The bizarre story of the world's smelliest cheese (which is also conquering supermarkets)

Dec 15 2023, 17:02
According to several Anglo-Saxon newspapers, Minger is a candidate to become the smelliest cheese in the world. Once only sold at niche retailers, it will now also appear on the shelves of some supermarkets

Minger's fame is growing. The name of a well-known Scottish cheese, which stands for a specific, mostly negative characteristic: that is of having an unpleasant smell. In fact, it is the “smelliest” cheese in the world. And if its producer himself says so, it is to be trusted. Yet despite its name and olfactory register, Minger has now also become famous for its quality flavour. Initially snubbed by the large-scale retail trade, it has gradually gained popularity with a few small retailers and today boasts a not inconsiderable number of enthusiasts.

Minger, the world's smelliest Scottish cheese

Minger is a washed rind cheese. Resembling a brie, it has a soft texture and a “minty flavour”. It has been produced in Scotland for at least 7 years by Rory Stone, a 59-year-old cheesemaker from Highland Fine Cheeses who himself grew up in a family of cheesemakers. As mentioned, a cheese that over the years has come to the attention of most for a detail that is certainly not minor: its nature as a cheese product with the “most putrid smell in the world”, as Stone himself admits. Therefore it received the not-so-positive appellation of minger (slang for “unpleasant person or thing”) from some passing tasters. A productive outcome that was not originally contemplated by the cheesemaker. Indeed, he had no plans for a cheese that would turn out to be so strong to the nose.

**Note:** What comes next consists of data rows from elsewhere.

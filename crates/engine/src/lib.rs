//! Back-office finance core: ledger, project incomes/expenses and the sync
//! between them, payroll and per-project financial summaries.

pub use activities::Activity;
pub use commands::{
    KasbonCmd, LedgerEntryCmd, MemberNew, ProjectNew, SalaryDetailCmd, SalaryNew, SalaryPatch,
};
pub use error::EngineError;
pub use kasbons::Kasbon;
pub use ledger::LedgerEntry;
pub use members::Member;
pub use money::Money;
pub use month::SalaryMonth;
pub use ops::{
    CategoryTotal, Engine, EngineBuilder, LedgerFilter, LedgerTotals, MonthlyComparison,
    ProjectFinancialSummary, SyncAction, SyncWarning, Synced,
};
pub use project_entry::{
    MirrorSide, ProjectEntry, ProjectEntryNew, ProjectEntryPatch, ProjectExpense,
    ProjectExpenseNew, ProjectExpensePatch, ProjectIncome, ProjectIncomeNew, ProjectIncomePatch,
};
pub use projects::Project;
pub use salaries::{Salary, SalaryFigures};
pub use salary_details::SalaryDetail;
pub use status::{
    ActivityKind, ExpenseStatus, IncomeStatus, LedgerCategory, LedgerKind, LedgerSource,
    LedgerStatus, Settlement,
};

mod activities;
mod commands;
mod error;
mod kasbons;
mod ledger;
mod members;
mod money;
mod month;
mod ops;
mod project_entry;
mod project_expenses;
mod project_incomes;
mod projects;
mod salaries;
mod salary_details;
mod status;

type ResultEngine<T> = Result<T, EngineError>;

At the same time, its distinctive character, namely its stench, made it in a way unforgettable, becoming as much its strength as a symptom of its authenticity. Exactly what the producer expressed to The Times: “I didn't imagine that we could achieve such an intense smell, so horrendous. I find it really bizarre. We know it stinks and we know it's not very pleasant. But this seems to be what lit the fireworks". After all, “this is what a washed rind should smell like”.

How does cheese become “stinky”?

 

The transformation is as simple as it is complex and involves cheese ripening. According to Tonya Schoenfuss, professor of food science at the University of Minnesota and a long-time judge in dairy competitions, “when a cheese ripens, the breakdown of fats into proteins begins, and bacteria, yeast, moulds and all microorganisms lead to aromatic compounds, some of them particularly volatile. And it is from this process that the smell of cheese develops”.

Time for success

In its early days, many supermarkets rejected its distribution because of the pervasive smell. So Minger for a time had a veritable Achilles' heel. However, over time, several small shops, some independent, started to stock it. Then, although gradually, the cheese achieved success by winning numerous awards and even being judged as the best speciality cheese at the 2019 Royal Highland Show in Edinburgh. So, for many, it’s a cheese as stinky as it is delicious.

As a result, recent developments have seen the willingness of Asda (a British supermarket chain currently controlled by Walmart and specialising in food retail as well as clothes and toys) to stock the cheese in its shops on a permanent basis. Clearly an important first step for a small production that could expand its consumer base. A leap forward confirmed by Stone: “they are still asking for samples and it won't stop”. All this, without however neglecting the “long-standing” aficionados. The same ones who in their own way have enabled the production to survive in less happy times.

“Strong” tasting experience

However, it should be emphasised that Minger is not one of a kind. There are several cheeses in the world that could be as “stinky”. For example, in 2004, researchers at Cranfield University voted the French Vieux Boulogne cheese as the stinkiest. This “pungent” cheese genre has been fascinating its proselytes for decades now. The existence of various themed festivals and competitions nurtures the passion and culture around this type of cheese. A market that grows hand in hand with the individual's desire for such strong taste experiences. For Marc Bates, an industry expert who for years ran the dairy at Washinghton State University, “we have become more adventurous”. Or, perhaps, simply more gluttonous.